为了更好地理解TaSPX-MFS参与小偃54高温诱导抗条锈性的植物病理组织学机制，利用荧光显微镜对接种CYR314天后的MOCK(对照)、转BSMV:GFP株系、转BSMV:SPXdm株系、转BSMV:3UTR株系叶片材料中条锈菌的生长扩展情况和寄主叶肉细胞反应进行了观察，并对菌丝长度进行了统计。研究材料为接菌4天的叶片，叶片处理参照“Wang CF,Huang LL,Buchenauer H,Han QM,Zhang HC,Kang ZS.(2007)Histochemical stidies on the accumulation of reactive oxygen species(O2-and H2O2)in the incompatible and compatible interaction of wheat-Puccinia striiformis f.sp.tritici.Physiol.& Mol.Plant Pathol.,71:230-239”中的方法。具体步骤如下：

剪取的2厘米长的叶段放入95％的乙醇溶液中固定、脱色，观察前转到饱和水合氯醛溶液中过夜。随后，在50％甘油溶液中保存。观察与统计方法参照“Wang XJ,Tang CL,Zhang HC,Xu JR,Liu B,Lv J,Han DJ,Huang LL,Kang ZS.(2011)TaDAD2,a negative regulator of programmed cell death,is important for the interaction between wheat and the stripe rust fungus.Mol.Plant Microbe Interact.,24:79-90”中的方法。脱色后的叶段用Olympus BX-51微分干涉差显微镜(differential interference contrast microscope,DIC)对条锈菌侵染点和入侵菌丝的长度进行观察，记录。利用荧光显微镜观察坏死叶肉细胞的自发荧光，并记录坏死点面积。

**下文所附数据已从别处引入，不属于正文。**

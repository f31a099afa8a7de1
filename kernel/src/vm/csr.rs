//! The six Zicsr instructions against the virtual register file.

use log::debug;
use riscv::csr::{CsrAddress, MVENDORID, PMPADDR0, PMPCFG0};
use riscv::decode::{CsrOp, CsrOperand, INSTRUCTION_WIDTH};

use super::error::AccessFault;
use super::{Emulated, Host, TrapFrame, VirtError, VirtState};

impl VirtState {
    pub(super) fn csr<H: Host, F: TrapFrame>(
        &mut self,
        host: &mut H,
        frame: &mut F,
        op: CsrOp,
        csr: CsrAddress,
        rd: u32,
        operand: CsrOperand,
    ) -> Result<Emulated, VirtError> {
        let violation = |fault| VirtError::PrivilegeViolation {
            csr,
            mode: self.mode,
            fault,
        };

        let reg = self
            .regs
            .lookup(csr)
            .ok_or_else(|| violation(AccessFault::UnknownRegister))?;
        let required = reg.required_mode();
        if self.mode < required {
            return Err(violation(AccessFault::InsufficientPrivilege { required }));
        }

        let value = match operand {
            CsrOperand::Register(rs1) => frame.read(rs1),
            CsrOperand::Immediate(uimm) => uimm as u64,
        };
        // csrrs/csrrc with x0 or a zero immediate only read the register.
        let writes = op == CsrOp::Swap || operand.field() != 0;
        if writes && self.config.enforce_read_only && reg.is_read_only() {
            return Err(violation(AccessFault::ReadOnly));
        }

        let old = reg.value;
        let new = if writes { op.apply(old, value) } else { old };
        if self.config.exit_on_vendor_id_zero && csr == MVENDORID && new == 0 {
            return Err(VirtError::VendorIdCleared);
        }

        if writes {
            self.regs.write(csr, new);
        }
        frame.write(rd, old);
        debug!(
            "csr {:#05x} {:?} in {} mode: {:#x} -> {:#x}",
            csr, op, self.mode, old, new
        );

        if writes && (csr == PMPCFG0 || csr == PMPADDR0) {
            self.reapply_protection(host);
        }

        frame.set_pc(frame.pc().wrapping_add(INSTRUCTION_WIDTH));
        Ok(Emulated::Csr { csr, op, old, new })
    }
}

结果如图4所示：在转BSMV:SPXdm株系、转BSMV:3UTR株系的叶肉细胞坏死很少，没有限制条锈菌丝的扩展，条锈菌产生了次生菌丝(图4-c,d)，菌丝长度显著长于MOCK(对照)、转BSMV:GFP株系中菌丝的长度(图4-e)。在MOCK(对照)、转BSMV:GFP株系叶片中，条锈菌丝较短，在与初生菌丝接触的位点，寄主叶肉细胞产生坏死，限制了菌丝的扩展(图4-a,b)。